Right to be forgotten

He especially hates the notion of a “right to be forgotten” which – as the European Court of Justice has mandated – allows links to certain types of untrue or outdated information be removed from search engines such as Google or Bing.

"The right to be forgotten is a very stupid idea. For example, in the United States we have a government database of sexual predators. Well what if the predators don't want to be on that database and say, 'take it down, Google'? It's ridiculous [note: it is questionable whether the ECJ interpretation of a "right to be forgotten" would permit the removal of this type of information].

“I understand if there’s some video in the past of someone getting drunk, well I can see that . . . but the counterargument is, well there are things that people should know about you. If you have defaulted on a loan, I should have the right to know that before I give you money.

“There’s going to be safety in the herd. I mean everybody is probably going have a video of them doing something embarrassing somewhere and if I am basing whether I hire somebody on that, my choices are going to be pretty limited.”

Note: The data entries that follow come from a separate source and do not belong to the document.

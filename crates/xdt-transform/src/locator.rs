//! Resolving a transform element's locator against the source document.

use crate::directive::LocatorSpec;
use crate::error::TransformError;
use xdt_xml::{NamespaceContext, NodeId, XPathNode, XmlDocument};

/// Find the source nodes `element` applies to under `parent`.
///
/// Results are in document order. Attribute nodes selected by an `XPath`
/// locator are dropped.
pub fn resolve(
    source: &XmlDocument,
    parent: NodeId,
    transform: &XmlDocument,
    element: NodeId,
    spec: &LocatorSpec,
    ns: &NamespaceContext,
) -> Result<Vec<NodeId>, TransformError> {
    match spec {
        LocatorSpec::Default => Ok(same_tag_children(source, parent, transform, element)),

        LocatorSpec::Match(names) => {
            let wanted: Option<Vec<(&str, &str)>> = names
                .iter()
                .map(|name| {
                    transform
                        .attribute(element, name)
                        .map(|value| (name.as_str(), value))
                })
                .collect();
            // An attribute missing from the template matches nothing.
            let Some(wanted) = wanted else {
                return Ok(Vec::new());
            };

            Ok(same_tag_children(source, parent, transform, element)
                .into_iter()
                .filter(|child| {
                    wanted
                        .iter()
                        .all(|(name, value)| source.attribute(*child, name) == Some(*value))
                })
                .collect())
        }

        LocatorSpec::Condition(xpath) => {
            let mut found = Vec::new();
            for child in same_tag_children(source, parent, transform, element) {
                let matched = xpath
                    .evaluate_boolean(source, XPathNode::Node(child), ns)
                    .map_err(|err| TransformError::Expression {
                        expression: xpath.source().to_string(),
                        source: err,
                    })?;
                if matched {
                    found.push(child);
                }
            }
            Ok(found)
        }

        LocatorSpec::XPath(xpath) => {
            let nodes = xpath
                .select_nodes(source, XPathNode::Node(parent), ns)
                .map_err(|err| TransformError::Expression {
                    expression: xpath.source().to_string(),
                    source: err,
                })?;
            Ok(nodes.into_iter().filter_map(|n| n.as_node()).collect())
        }
    }
}

/// Element children of `parent` with the local name and namespace of `element`.
fn same_tag_children(
    source: &XmlDocument,
    parent: NodeId,
    transform: &XmlDocument,
    element: NodeId,
) -> Vec<NodeId> {
    let Some(local) = transform.local_name(element) else {
        return Vec::new();
    };
    let namespace = transform.namespace_uri(element);

    source
        .element_children(parent)
        .into_iter()
        .filter(|child| {
            source.local_name(*child) == Some(local) && source.namespace_uri(*child) == namespace
        })
        .collect()
}

/// Describe what a locator selects, for messages.
///
/// `/configuration/appSettings/add[@key='a']`
pub fn describe(transform: &XmlDocument, element: NodeId, spec: &LocatorSpec) -> String {
    let path = transform.path(element);
    match spec {
        LocatorSpec::Default => path,
        LocatorSpec::Match(names) => {
            let tests: Vec<String> = names
                .iter()
                .map(|name| match transform.attribute(element, name) {
                    Some(value) => format!("@{}={}", name, xpath_literal(value)),
                    None => format!("@{}", name),
                })
                .collect();
            format!("{}[{}]", path, tests.join(" and "))
        }
        LocatorSpec::Condition(xpath) => format!("{}[{}]", path, xpath.source()),
        LocatorSpec::XPath(xpath) => xpath.source().to_string(),
    }
}

/// An absolute expression selecting what the locator would find, usable
/// against a snapshot of the source taken before the transform ran.
///
/// Steps are written with `local-name()` and a position so that they do not
/// depend on prefixes being bound. Positions count only original elements,
/// so siblings inserted by the transform do not shift them; siblings it
/// removed still do.
pub fn original_path(
    source: &XmlDocument,
    parent: NodeId,
    transform: &XmlDocument,
    element: NodeId,
    spec: &LocatorSpec,
) -> String {
    let parent_path = element_path(source, parent);
    let local = transform.local_name(element).unwrap_or("*");
    let step = format!("{}/*[local-name()={}]", parent_path, xpath_literal(local));

    match spec {
        LocatorSpec::Default => step,
        LocatorSpec::Match(names) => {
            let tests: Option<Vec<String>> = names
                .iter()
                .map(|name| {
                    transform
                        .attribute(element, name)
                        .map(|value| format!("@{}={}", name, xpath_literal(value)))
                })
                .collect();
            match tests {
                Some(tests) => format!("{}[{}]", step, tests.join(" and ")),
                None => format!("{}[false()]", step),
            }
        }
        LocatorSpec::Condition(xpath) => format!("{}[{}]", step, xpath.source()),
        LocatorSpec::XPath(xpath) if xpath.source().starts_with('/') => {
            xpath.source().to_string()
        }
        LocatorSpec::XPath(xpath) => format!("{}/{}", parent_path, xpath.source()),
    }
}

/// `/*[local-name()='a'][1]/*[local-name()='b'][2]`; empty for the document node.
fn element_path(doc: &XmlDocument, node: NodeId) -> String {
    let mut steps = Vec::new();
    for current in std::iter::once(node).chain(doc.ancestors(node)) {
        let Some(local) = doc.local_name(current) else {
            continue;
        };
        let position = doc.parent(current).map_or(1, |parent| {
            doc.element_children(parent)
                .into_iter()
                .take_while(|sibling| *sibling != current)
                .filter(|sibling| !doc.is_new_node(*sibling))
                .filter(|sibling| doc.local_name(*sibling) == Some(local))
                .count()
                + 1
        });
        steps.push(format!("/*[local-name()={}][{}]", xpath_literal(local), position));
    }
    steps.reverse();
    steps.concat()
}

/// Quote a string as an XPath literal.
pub fn xpath_literal(value: &str) -> String {
    if !value.contains('\'') {
        format!("'{}'", value)
    } else if !value.contains('"') {
        format!("\"{}\"", value)
    } else {
        let parts: Vec<String> = value.split('\'').map(|p| format!("'{}'", p)).collect();
        format!("concat({})", parts.join(", \"'\", "))
    }
}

He adds: “I don’t think it’s quite the problem that some people are claiming. It is a trade-off. Google is a very powerful tool for improving people’s lives and if you don’t let them have access to all the facts . . . what the right to be forgotten does is it enables people to alter the facts and in particular forces Google to reflect a world that isn’t factual so that is, I think, a serious mistake.”

He says he has “mixed feelings” about industry regulation, but comes across as mostly against it.

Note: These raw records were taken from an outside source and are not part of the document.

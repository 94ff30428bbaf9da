use super::{ExecutionContext, Transform, expect_no_arguments};
use crate::directive::OperationSpec;
use crate::error::TransformError;

/// Removes every target along with its subtree.
#[derive(Debug)]
pub struct Remove;

impl Remove {
    pub fn create(spec: &OperationSpec) -> Result<Box<dyn Transform>, TransformError> {
        expect_no_arguments(spec)?;
        Ok(Box::new(Remove))
    }
}

impl Transform for Remove {
    fn name(&self) -> &str {
        "Remove"
    }

    fn consumes_subtree(&self) -> bool {
        true
    }

    fn apply(&self, cx: &mut ExecutionContext<'_>) -> Result<usize, TransformError> {
        Ok(remove_targets(cx))
    }
}

/// Like [`Remove`], but finding nothing is only a warning.
#[derive(Debug)]
pub struct RemoveAll;

impl RemoveAll {
    pub fn create(spec: &OperationSpec) -> Result<Box<dyn Transform>, TransformError> {
        expect_no_arguments(spec)?;
        Ok(Box::new(RemoveAll))
    }
}

impl Transform for RemoveAll {
    fn name(&self) -> &str {
        "RemoveAll"
    }

    fn requires_target(&self) -> bool {
        false
    }

    fn consumes_subtree(&self) -> bool {
        true
    }

    fn apply(&self, cx: &mut ExecutionContext<'_>) -> Result<usize, TransformError> {
        if cx.targets.is_empty() {
            let target = cx.target_label.to_string();
            cx.warn(TransformError::NothingToRemove { target });
            return Ok(0);
        }
        Ok(remove_targets(cx))
    }
}

fn remove_targets(cx: &mut ExecutionContext<'_>) -> usize {
    let targets = cx.targets.clone();
    let mut removed = 0;
    for target in targets {
        if cx.source.parent(target).is_some() {
            cx.remove_node(target);
            removed += 1;
        }
    }
    removed
}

“Regulation is a mixed bag. I don’t generally like the idea of coming down on the side of privacy in the way we have interpreted it since the rise of large cities. Even in the Cambridge Analytica case, while it led to a bad outcome I think the principle of trying to understand what people think and what they respond to and learning about this – I don’t really have a problem with that.”

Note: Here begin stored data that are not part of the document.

use super::{ExecutionContext, Transform, expect_no_arguments};
use crate::directive::OperationSpec;
use crate::error::TransformError;

/// Replaces each target with a clone of the template.
#[derive(Debug)]
pub struct Replace;

impl Replace {
    pub fn create(spec: &OperationSpec) -> Result<Box<dyn Transform>, TransformError> {
        expect_no_arguments(spec)?;
        Ok(Box::new(Replace))
    }
}

impl Transform for Replace {
    fn name(&self) -> &str {
        "Replace"
    }

    fn consumes_subtree(&self) -> bool {
        true
    }

    fn apply(&self, cx: &mut ExecutionContext<'_>) -> Result<usize, TransformError> {
        let targets = cx.targets.clone();
        let mut replaced = 0;
        for target in targets {
            if cx.source.parent(target).is_none() {
                continue;
            }
            let clone = cx.clone_template()?;
            cx.source.replace(target, clone);
            replaced += 1;
        }
        Ok(replaced)
    }
}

Even though by signing up to do Cambridge Analytica’s personality quiz, people also – mostly unknowingly – gave the company access to their contacts’ data without their permission?

“I understand that many Facebook users didn’t understand what they were giving consent to. But you never have to respond to someone’s argument that you don’t want to. If they were able to learn something about you, even if you didn’t want them to be able to learn about it, and they present you with an argument, you can always say I don’t agree with that.”

Regulatory bodies

There are many counterarguments to this, including that people were not told how their data was being used, that advertisements were not (as required by law) tagged as having been funded by political lobby groups, that third parties had their data gathered without their permission, all of which have been of concern to national regulatory bodies in the US, UK and EU . . . but Ullman – whose Stanford web page carries a number of his own self-described “old curmudgeon” opinion pieces – won’t be swayed from his viewpoint.

“Regulation in general is tricky, especially when it is done by people who don’t understand as much as the people who are running the companies that are being regulated. For example, our loss of net neutrality could be a disastrous matter. It gives too much power to the dumbest companies – the ones whose role is basically transporting bits from one place to another, and less power to the Netflixes and the Googles and the Facebooks that are actually changing our world, mostly for the better.”

Changing the subject, then: what developments and applications in data science seem most promising, and intrigue him most?

“I would say probably the most valuable thing that could happen would be targeted medicine”, such as bespoke treatments for cancer. “It’s a very exciting area, targeting people’s genome. It requires access to large amounts of data because if it only works on 1 per cent of people, you need to have thousands and thousands of genomes available [to understand how the individual can be targeted],” he says.

“That’s the interesting thing about technology – you never even imagine something is possible until somebody does it.”